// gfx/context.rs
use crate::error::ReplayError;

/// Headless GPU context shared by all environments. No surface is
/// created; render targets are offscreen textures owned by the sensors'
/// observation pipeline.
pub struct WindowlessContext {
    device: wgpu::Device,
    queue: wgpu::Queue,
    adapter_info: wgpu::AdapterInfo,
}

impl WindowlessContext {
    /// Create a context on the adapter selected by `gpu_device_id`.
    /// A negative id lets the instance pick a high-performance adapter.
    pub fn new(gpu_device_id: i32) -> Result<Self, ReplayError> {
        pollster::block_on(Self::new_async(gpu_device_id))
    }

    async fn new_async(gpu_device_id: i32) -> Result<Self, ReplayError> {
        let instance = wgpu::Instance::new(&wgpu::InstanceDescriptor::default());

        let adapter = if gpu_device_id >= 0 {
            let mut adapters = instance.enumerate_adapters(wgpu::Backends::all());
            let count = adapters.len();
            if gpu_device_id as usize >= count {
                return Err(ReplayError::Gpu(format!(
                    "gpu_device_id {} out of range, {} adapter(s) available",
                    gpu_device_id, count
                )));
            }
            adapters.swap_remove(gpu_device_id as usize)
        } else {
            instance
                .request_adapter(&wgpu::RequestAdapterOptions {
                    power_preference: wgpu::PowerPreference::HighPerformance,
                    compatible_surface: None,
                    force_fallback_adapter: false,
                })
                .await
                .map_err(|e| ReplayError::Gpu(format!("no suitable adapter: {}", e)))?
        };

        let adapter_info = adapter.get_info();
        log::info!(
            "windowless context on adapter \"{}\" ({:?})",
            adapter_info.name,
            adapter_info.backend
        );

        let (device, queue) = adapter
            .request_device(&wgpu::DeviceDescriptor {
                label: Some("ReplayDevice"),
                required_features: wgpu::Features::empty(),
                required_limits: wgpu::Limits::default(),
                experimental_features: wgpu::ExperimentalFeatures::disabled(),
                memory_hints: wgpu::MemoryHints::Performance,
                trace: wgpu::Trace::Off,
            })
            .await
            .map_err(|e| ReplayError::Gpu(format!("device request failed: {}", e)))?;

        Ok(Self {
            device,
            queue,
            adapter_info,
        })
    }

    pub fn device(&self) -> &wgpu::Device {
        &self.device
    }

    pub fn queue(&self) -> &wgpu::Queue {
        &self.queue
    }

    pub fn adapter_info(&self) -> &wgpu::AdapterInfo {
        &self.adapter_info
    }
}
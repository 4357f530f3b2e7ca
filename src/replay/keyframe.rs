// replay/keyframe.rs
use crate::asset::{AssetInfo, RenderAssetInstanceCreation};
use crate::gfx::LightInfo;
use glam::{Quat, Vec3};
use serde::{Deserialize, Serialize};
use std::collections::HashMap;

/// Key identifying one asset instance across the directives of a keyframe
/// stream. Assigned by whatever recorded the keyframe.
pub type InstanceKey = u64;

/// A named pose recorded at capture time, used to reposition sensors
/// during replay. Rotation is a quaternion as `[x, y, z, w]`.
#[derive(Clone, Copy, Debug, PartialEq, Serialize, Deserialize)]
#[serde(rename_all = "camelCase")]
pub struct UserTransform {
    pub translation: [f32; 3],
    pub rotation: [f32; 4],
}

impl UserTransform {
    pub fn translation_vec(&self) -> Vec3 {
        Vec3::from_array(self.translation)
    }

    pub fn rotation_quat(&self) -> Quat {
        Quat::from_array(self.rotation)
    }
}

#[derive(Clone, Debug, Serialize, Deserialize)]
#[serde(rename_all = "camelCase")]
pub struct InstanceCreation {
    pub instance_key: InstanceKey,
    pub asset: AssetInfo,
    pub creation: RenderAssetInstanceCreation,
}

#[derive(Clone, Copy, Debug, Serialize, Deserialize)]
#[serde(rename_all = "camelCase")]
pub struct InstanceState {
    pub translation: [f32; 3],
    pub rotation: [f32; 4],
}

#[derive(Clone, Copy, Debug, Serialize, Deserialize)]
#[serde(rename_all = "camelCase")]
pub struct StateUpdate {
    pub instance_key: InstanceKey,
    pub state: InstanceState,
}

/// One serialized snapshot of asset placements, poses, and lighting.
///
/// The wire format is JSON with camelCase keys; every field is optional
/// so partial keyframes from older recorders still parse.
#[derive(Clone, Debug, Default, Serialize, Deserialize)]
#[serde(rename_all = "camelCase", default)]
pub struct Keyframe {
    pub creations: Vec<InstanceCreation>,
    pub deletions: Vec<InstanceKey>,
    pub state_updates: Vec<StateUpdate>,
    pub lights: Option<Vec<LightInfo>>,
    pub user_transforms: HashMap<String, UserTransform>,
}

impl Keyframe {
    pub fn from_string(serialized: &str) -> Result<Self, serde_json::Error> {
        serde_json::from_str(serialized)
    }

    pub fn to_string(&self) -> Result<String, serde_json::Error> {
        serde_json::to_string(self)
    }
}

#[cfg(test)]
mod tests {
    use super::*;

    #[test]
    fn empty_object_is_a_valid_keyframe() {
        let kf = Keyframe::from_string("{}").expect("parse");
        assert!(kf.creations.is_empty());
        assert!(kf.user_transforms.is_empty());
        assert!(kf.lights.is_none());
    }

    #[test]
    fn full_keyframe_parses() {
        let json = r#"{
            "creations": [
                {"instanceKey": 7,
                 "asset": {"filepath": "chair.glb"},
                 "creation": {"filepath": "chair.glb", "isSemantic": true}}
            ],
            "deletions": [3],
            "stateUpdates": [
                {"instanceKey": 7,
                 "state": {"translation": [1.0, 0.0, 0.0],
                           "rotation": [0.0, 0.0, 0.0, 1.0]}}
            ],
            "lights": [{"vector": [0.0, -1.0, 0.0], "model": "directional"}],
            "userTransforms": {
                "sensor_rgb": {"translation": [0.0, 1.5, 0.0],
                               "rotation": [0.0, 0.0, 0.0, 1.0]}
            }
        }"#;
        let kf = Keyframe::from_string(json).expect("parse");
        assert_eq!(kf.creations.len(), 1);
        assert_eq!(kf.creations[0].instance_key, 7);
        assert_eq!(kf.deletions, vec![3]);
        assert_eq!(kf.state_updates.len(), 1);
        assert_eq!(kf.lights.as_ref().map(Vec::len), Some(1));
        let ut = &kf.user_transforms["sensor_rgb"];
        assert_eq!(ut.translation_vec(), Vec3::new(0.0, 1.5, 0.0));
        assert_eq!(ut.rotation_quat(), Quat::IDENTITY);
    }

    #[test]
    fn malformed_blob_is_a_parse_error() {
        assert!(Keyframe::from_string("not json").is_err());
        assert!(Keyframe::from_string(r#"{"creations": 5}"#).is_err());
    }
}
+ + + + + + +
## Task details
Your answer should consist of the lines from the line with "to reposition sensors" to the line with "pub struct Keyframe" above, repeated exactly, both ends included.

## Completed task
/// A named pose recorded at capture time, used to reposition sensors
/// during replay. Rotation is a quaternion as `[x, y, z, w]`.
#[derive(Clone, Copy, Debug, PartialEq, Serialize, Deserialize)]
#[serde(rename_all = "camelCase")]
pub struct UserTransform {
    pub translation: [f32; 3],
    pub rotation: [f32; 4],
}

impl UserTransform {
    pub fn translation_vec(&self) -> Vec3 {
        Vec3::from_array(self.translation)
    }

    pub fn rotation_quat(&self) -> Quat {
        Quat::from_array(self.rotation)
    }
}

#[derive(Clone, Debug, Serialize, Deserialize)]
#[serde(rename_all = "camelCase")]
pub struct InstanceCreation {
    pub instance_key: InstanceKey,
    pub asset: AssetInfo,
    pub creation: RenderAssetInstanceCreation,
}

#[derive(Clone, Copy, Debug, Serialize, Deserialize)]
#[serde(rename_all = "camelCase")]
pub struct InstanceState {
    pub translation: [f32; 3],
    pub rotation: [f32; 4],
}

#[derive(Clone, Copy, Debug, Serialize, Deserialize)]
#[serde(rename_all = "camelCase")]
pub struct StateUpdate {
    pub instance_key: InstanceKey,
    pub state: InstanceState,
}

/// One serialized snapshot of asset placements, poses, and lighting.
///
/// The wire format is JSON with camelCase keys; every field is optional
/// so partial keyframes from older recorders still parse.
#[derive(Clone, Debug, Default, Serialize, Deserialize)]
#[serde(rename_all = "camelCase", default)]
pub struct Keyframe {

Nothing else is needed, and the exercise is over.